Sachrudin (born 6 November 1961) is an Indonesian politician of the Golkar party and former bureaucrat who has been the mayor of Tangerang since 20 February 2025. He was previously the city's vice mayor under Arief Rachadiono Wismansyah for two terms between 2013 and 2023, and had served in the city's government since 1996 before that.
==Early life==
Sachrudin was born on 6 November 1961 at the village of Gondrong, today part of Cipondoh district of Tangerang. He studied in Tangerang, completing elementary school at Cipondoh in 1975, middle school in 1979, and high school in 1982.

==Career==
After completing high school, Sachrudin briefly worked as a factory worker at Surya Toto, a closet and urinoir manufacturer. He then accepted a job as a security guard at a public hospital in Tangerang in 1982. The following year, he was accepted as a civil servant at the public hospital where he was a security guard. He studied in his free time and received a bachelor's in public administration from the Syekh Yusuf Islamic University Tangerang in 1992. In 1996, he became a staffer at the city's health service.

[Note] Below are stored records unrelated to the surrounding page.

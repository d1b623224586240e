//! Microphone capture: fixed-size framing into encoded wire frames

use cpal::traits::{DeviceTrait, HostTrait, StreamTrait};
use cpal::{Device, SampleRate, Stream, StreamConfig};
use tokio::sync::mpsc;

use crate::audio::codec::{self, CAPTURE_SAMPLE_RATE};
use crate::session::wire::ClientMessage;
use crate::{Error, Result};

/// Capture frame size in samples (256 ms at 16 kHz)
pub const FRAME_SAMPLES: usize = 4096;

/// Source of encoded capture frames.
///
/// Seam for substituting a synthetic source in tests and on hosts without
/// audio hardware.
pub trait CaptureSource {
    /// Acquire the input device without starting the stream
    ///
    /// # Errors
    ///
    /// `DeviceUnavailable` if the input API surface or device is absent
    fn acquire(&mut self) -> Result<()>;

    /// Start streaming frames into `sink`. Frames are fire-and-forget:
    /// if the sink is full they are dropped, never awaited.
    ///
    /// # Errors
    ///
    /// `PermissionDenied` if the platform refuses the stream,
    /// `DeviceUnavailable` if the device disappeared since `acquire`
    fn start(&mut self, sink: mpsc::Sender<ClientMessage>) -> Result<()>;

    /// Detach from the device and release it; idempotent
    fn stop(&mut self);
}

/// Captures from the default input device at 16 kHz mono
pub struct MicCapture {
    device: Option<(Device, StreamConfig)>,
    stream: Option<Stream>,
}

impl MicCapture {
    /// Create an idle capture pipeline; the device is acquired on demand
    #[must_use]
    pub const fn new() -> Self {
        Self {
            device: None,
            stream: None,
        }
    }
}

impl Default for MicCapture {
    fn default() -> Self {
        Self::new()
    }
}

impl CaptureSource for MicCapture {
    fn acquire(&mut self) -> Result<()> {
        if self.device.is_some() {
            return Ok(());
        }

        let host = cpal::default_host();

        let device = host.default_input_device().ok_or_else(|| {
            Error::DeviceUnavailable("no input device available".to_string())
        })?;

        let supported_config = device
            .supported_input_configs()
            .map_err(|e| Error::DeviceUnavailable(e.to_string()))?
            .find(|c| {
                c.channels() == 1
                    && c.min_sample_rate() <= SampleRate(CAPTURE_SAMPLE_RATE)
                    && c.max_sample_rate() >= SampleRate(CAPTURE_SAMPLE_RATE)
            })
            .ok_or_else(|| Error::Audio("no suitable input config found".to_string()))?;

        let config = supported_config
            .with_sample_rate(SampleRate(CAPTURE_SAMPLE_RATE))
            .config();

        tracing::debug!(
            device = device.name().unwrap_or_default(),
            sample_rate = CAPTURE_SAMPLE_RATE,
            "capture device acquired"
        );

        self.device = Some((device, config));
        Ok(())
    }

    fn start(&mut self, sink: mpsc::Sender<ClientMessage>) -> Result<()> {
        if self.stream.is_some() {
            return Ok(());
        }

        let (device, config) = self
            .device
            .as_ref()
            .ok_or_else(|| Error::Audio("capture device not acquired".to_string()))?;

        // Accumulates callback buffers and drains full frames; the tail
        // shorter than a frame waits for the next callback.
        let mut pending: Vec<f32> = Vec::with_capacity(FRAME_SAMPLES * 2);

        let stream = device
            .build_input_stream(
                config,
                move |data: &[f32], _: &cpal::InputCallbackInfo| {
                    pending.extend_from_slice(data);
                    while pending.len() >= FRAME_SAMPLES {
                        let frame: Vec<f32> = pending.drain(..FRAME_SAMPLES).collect();
                        let envelope = codec::encode(&frame);
                        if sink.try_send(ClientMessage::media(envelope)).is_err() {
                            tracing::trace!("outbound queue full, frame dropped");
                        }
                    }
                },
                |err| {
                    tracing::error!(error = %err, "capture stream error");
                },
                None,
            )
            .map_err(|e| match e {
                cpal::BuildStreamError::DeviceNotAvailable => {
                    Error::DeviceUnavailable("input device disappeared".to_string())
                }
                cpal::BuildStreamError::BackendSpecific { err } => {
                    // Platform permission refusals surface here
                    Error::PermissionDenied(err.to_string())
                }
                other => Error::Audio(other.to_string()),
            })?;

        stream.play().map_err(map_play_error)?;
        self.stream = Some(stream);

        tracing::debug!(frame_samples = FRAME_SAMPLES, "capture started");
        Ok(())
    }

    fn stop(&mut self) {
        if let Some(stream) = self.stream.take() {
            drop(stream);
            tracing::debug!("capture stopped");
        }
        self.device = None;
    }
}

fn map_play_error(e: cpal::PlayStreamError) -> Error {
    match e {
        cpal::PlayStreamError::DeviceNotAvailable => {
            Error::DeviceUnavailable("input device disappeared".to_string())
        }
        // Platform permission refusals surface here
        cpal::PlayStreamError::BackendSpecific { err } => Error::PermissionDenied(err.to_string()),
    }
}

By 2000, Sachrudin had been appointed as lurah (head of an urban village) within Tangerang, and in 2005 he was appointed camat (district head) of Cipondoh. He would become camat of Pinang in 2009 until 2013.
===Politics===
In 2013, Sachrudin became the running mate of Arief Rachadiono Wismansyah in Tangerang's 2013 mayoral election. Their candidacy was initially disqualified by the city's General Elections Commission citing an administrative issue – civil servants were required to obtain written permission to run in the election and Sachrudin failed to provide one. This disqualification resulted in protests by Arief and Sachrudin's supporters. The incumbent mayor Wahidin Halim, who had refused Sachrudin's resignation, cited procedural issues in that Sachrudin had resigned after registering for the election instead of the other way around. Following an Election Organization Ethics Council decision which removed the city's election commissioners, their candidacy was restored. In the ensuing four-way race, Arief and Sachrudin were elected with 340,810 votes (49%), and Sachrudin was sworn in as vice mayor on 24 December 2013.

Arief and Sachrudin was reelected unopposed in 2018. Their terms expired on 26 December 2023. In the 2024 Tangerang mayoral election, Sachrudin ran with the support of Golkar, PDI-P, PPP, Demokrat, and several non-parliamentary parties. He won the three-way election, winning 394,137 votes (51.9%). He was sworn in on 20 February 2025. As mayor, Sachrudin in May 2025 waived fares for the city's bus service for students.

Sachrudin is a member of Golkar, serving as head of the party's Tangerang branch in 2020–2025.

==Personal life==
He is married to Masturoh, and has five children.